The Factors Leading to the Electoral Success, Consolidation and Decline of the Moldovan Communists' Party During the Transition Period
Midwestern Political Science Association Convention, April 2010
48 Pages Posted: 14 Apr 2011 Last revised: 22 Jun 2020
Date Written: April 23, 2010
Abstract
The paper provides an explanation for the emergence, consolidation and decline of the Moldovan Communists’ Party. Drawing on the literature on successor parties and examining the Moldovan case, the author identifies the main factors that influenced the success of the Moldovan successor party. After tracing the adaptation strategy of the Moldovan successor party, he finds confirming evidence for five of the factors already mentioned in the theoretical literature on successor parties: the economic situation, the weakness of the opponents, the electoral laws, the fragmentation of the political spectrum and the legacy of the old regime.
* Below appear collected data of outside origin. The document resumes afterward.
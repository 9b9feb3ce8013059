//! Designs, their stages and read-only sharing.

use std::sync::Arc;

use chrono::Utc;
use tracing::info;

use crate::auth::Actor;
use crate::error::{AppResult, LabError};
use crate::model::{
    sanitize_name, Design, DesignId, GroupId, RoutineId, Stage, StageId, StationId, UserId,
};
use crate::store::Store;

#[derive(Debug, Clone)]
pub struct Designs {
    store: Arc<Store>,
}

fn clean_name(raw: &str, what: &str) -> AppResult<String> {
    let name = sanitize_name(raw);
    if name.trim().is_empty() {
        return Err(LabError::validation(format!("{what} name must not be empty")));
    }
    Ok(name)
}

impl Designs {
    pub fn new(store: Arc<Store>) -> Self {
        Self { store }
    }

    pub fn add_design(&self, actor: &Actor, name: &str, station_id: StationId) -> AppResult<Design> {
        let name = clean_name(name, "Design")?;
        let design = self.store.write(|t| {
            t.station(station_id)?;
            let id = DesignId(t.allocate_id());
            let design = Design {
                id,
                name,
                owner: actor.user_id,
                station_id,
                created_at: Utc::now(),
                shared_users: Vec::new(),
                shared_groups: Vec::new(),
            };
            t.designs.insert(id, design.clone());
            Ok(design)
        })?;
        info!(design = %design.id, owner = %actor.user_id, "design created");
        Ok(design)
    }

    /// Add a stage bound to a routine of the design's station.
    pub fn add_stage(
        &self,
        actor: &Actor,
        design_id: DesignId,
        name: &str,
        routine_id: RoutineId,
    ) -> AppResult<Stage> {
        let name = clean_name(name, "Stage")?;
        self.store.write(|t| {
            let design = t.design(design_id)?;
            actor.require_owner(design)?;
            let routine = t.routine(routine_id)?;
            let station = t.station(design.station_id)?;
            if !station.routine_ids.contains(&routine_id) {
                return Err(LabError::validation(format!(
                    "Routine '{}' is not available on station '{}'",
                    routine.name, station.name
                )));
            }
            let id = StageId(t.allocate_id());
            let stage = Stage {
                id,
                name,
                owner: actor.user_id,
                design_id,
                routine_id,
                created_at: Utc::now(),
            };
            t.stages.insert(id, stage.clone());
            Ok(stage)
        })
    }

    pub fn delete_design(&self, actor: &Actor, design_id: DesignId) -> AppResult<()> {
        self.store.write(|t| {
            actor.require_owner(t.design(design_id)?)?;
            t.remove_design(design_id)
        })?;
        info!(design = %design_id, "design deleted");
        Ok(())
    }

    pub fn delete_stage(&self, actor: &Actor, stage_id: StageId) -> AppResult<()> {
        self.store.write(|t| {
            let design_id = t.stage(stage_id)?.design_id;
            actor.require_owner(t.design(design_id)?)?;
            t.remove_stage(stage_id)
        })?;
        info!(stage = %stage_id, "stage deleted");
        Ok(())
    }

    /// Design visible to the actor.
    pub fn design(&self, actor: &Actor, design_id: DesignId) -> AppResult<Design> {
        self.store.read(|t| {
            let design = t.design(design_id)?;
            actor.require_read(design)?;
            Ok(design.clone())
        })
    }

    /// Stages of a design visible to the actor, in creation order.
    pub fn stages(&self, actor: &Actor, design_id: DesignId) -> AppResult<Vec<Stage>> {
        self.store.read(|t| {
            actor.require_read(t.design(design_id)?)?;
            Ok(t.design_stages(design_id).into_iter().cloned().collect())
        })
    }

    /// Owned designs followed by designs shared with the actor or its groups.
    pub fn designs_for_user(&self, actor: &Actor) -> AppResult<Vec<Design>> {
        self.store.read(|t| {
            let (mut owned, shared): (Vec<Design>, Vec<Design>) = t
                .designs
                .values()
                .filter(|d| actor.can_read(d))
                .cloned()
                .partition(|d| d.owner == actor.user_id);
            owned.extend(shared);
            Ok(owned)
        })
    }

    // -------------------------------------------------------------------------
    // Sharing
    // -------------------------------------------------------------------------

    fn update_sharing(
        &self,
        actor: &Actor,
        design_id: DesignId,
        f: impl FnOnce(&mut Design),
    ) -> AppResult<Design> {
        self.store.write(|t| {
            actor.require_owner(t.design(design_id)?)?;
            let design = t.design_mut(design_id)?;
            f(design);
            Ok(design.clone())
        })
    }

    pub fn share_with_user(&self, actor: &Actor, design_id: DesignId, user: UserId) -> AppResult<Design> {
        if user == actor.user_id {
            return Err(LabError::validation("A design cannot be shared with its owner"));
        }
        self.update_sharing(actor, design_id, |d| {
            if !d.shared_users.contains(&user) {
                d.shared_users.push(user);
            }
        })
    }

    pub fn unshare_user(&self, actor: &Actor, design_id: DesignId, user: UserId) -> AppResult<Design> {
        self.update_sharing(actor, design_id, |d| d.shared_users.retain(|u| *u != user))
    }

    pub fn share_with_group(&self, actor: &Actor, design_id: DesignId, group: GroupId) -> AppResult<Design> {
        self.update_sharing(actor, design_id, |d| {
            if !d.shared_groups.contains(&group) {
                d.shared_groups.push(group);
            }
        })
    }

    pub fn unshare_group(&self, actor: &Actor, design_id: DesignId, group: GroupId) -> AppResult<Design> {
        self.update_sharing(actor, design_id, |d| d.shared_groups.retain(|g| *g != group))
    }
}

#[cfg(test)]
mod tests {
    use super::*;
    use crate::catalog::{Catalog, RoutineDefinition};
    use crate::registry::{StationRegistry, StationSpec};

    fn setup() -> (Designs, StationId, RoutineId, RoutineId) {
        let store = Arc::new(Store::new());
        let registry = StationRegistry::new(store.clone());
        let spec = |addr: &str| StationSpec {
            name: addr.into(),
            address: addr.into(),
            api_key: None,
            location: None,
        };
        let a = registry.add_station(spec("10.0.0.1:80")).unwrap();
        let b = registry.add_station(spec("10.0.0.2:80")).unwrap();
        let catalog = Catalog::new(store.clone());
        let routine = |name: &str| RoutineDefinition {
            name: name.into(),
            parameters: vec![],
        };
        let on_a = catalog.import_routines(a.id, &[routine("Mix")]).unwrap();
        let on_b = catalog.import_routines(b.id, &[routine("Mix")]).unwrap();
        (
            Designs::new(store),
            a.id,
            on_a.created[0].0,
            on_b.created[0].0,
        )
    }

    #[test]
    fn test_stage_routine_must_belong_to_station() {
        let (designs, station, local, foreign) = setup();
        let owner = Actor::user(UserId(1));
        let design = designs.add_design(&owner, "Buffer\tA", station).unwrap();
        assert_eq!(design.name, "Buffer A");

        assert!(designs.add_stage(&owner, design.id, "s1", local).is_ok());
        let err = designs
            .add_stage(&owner, design.id, "s2", foreign)
            .unwrap_err();
        assert_eq!(err.status_code(), 400);
    }

    #[test]
    fn test_sharing_grants_read_only() {
        let (designs, station, local, _) = setup();
        let owner = Actor::user(UserId(1));
        let guest = Actor::user(UserId(2));
        let member = Actor::user(UserId(3)).with_groups(vec![GroupId(7)]);
        let design = designs.add_design(&owner, "Shared", station).unwrap();

        assert!(designs.design(&guest, design.id).is_err());
        designs.share_with_user(&owner, design.id, UserId(2)).unwrap();
        designs.share_with_group(&owner, design.id, GroupId(7)).unwrap();

        assert_eq!(designs.designs_for_user(&guest).unwrap().len(), 1);
        assert_eq!(designs.designs_for_user(&member).unwrap().len(), 1);
        let err = designs
            .add_stage(&guest, design.id, "nope", local)
            .unwrap_err();
        assert_eq!(err.status_code(), 403);

        designs.unshare_user(&owner, design.id, UserId(2)).unwrap();
        assert!(designs.designs_for_user(&guest).unwrap().is_empty());
    }

    #[test]
    fn test_delete_design_requires_owner() {
        let (designs, station, _, _) = setup();
        let owner = Actor::user(UserId(1));
        let design = designs.add_design(&owner, "Mine", station).unwrap();
        assert!(designs
            .delete_design(&Actor::user(UserId(2)), design.id)
            .is_err());
        designs.delete_design(&owner, design.id).unwrap();
        assert!(designs.designs_for_user(&owner).unwrap().is_empty());
    }
}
However, the author identified seven additional explanatory factors at work in the Moldovan case: the foreign support for certain political parties, separatism, the appeal to the ethnic minorities, the alliance-building capacity, the reliance on the Soviet notion of the Moldovan identity, the state-building process and the control over a significant portion of the media. It is due to these seven additional factors that the successor party in Moldova managed to consolidate and expand its constituency. Its decline is best explained by the authoritarian style of its leader and his unwillingness to step down. This paper aims at expanding the universe of cases on which the previous theories were constructed.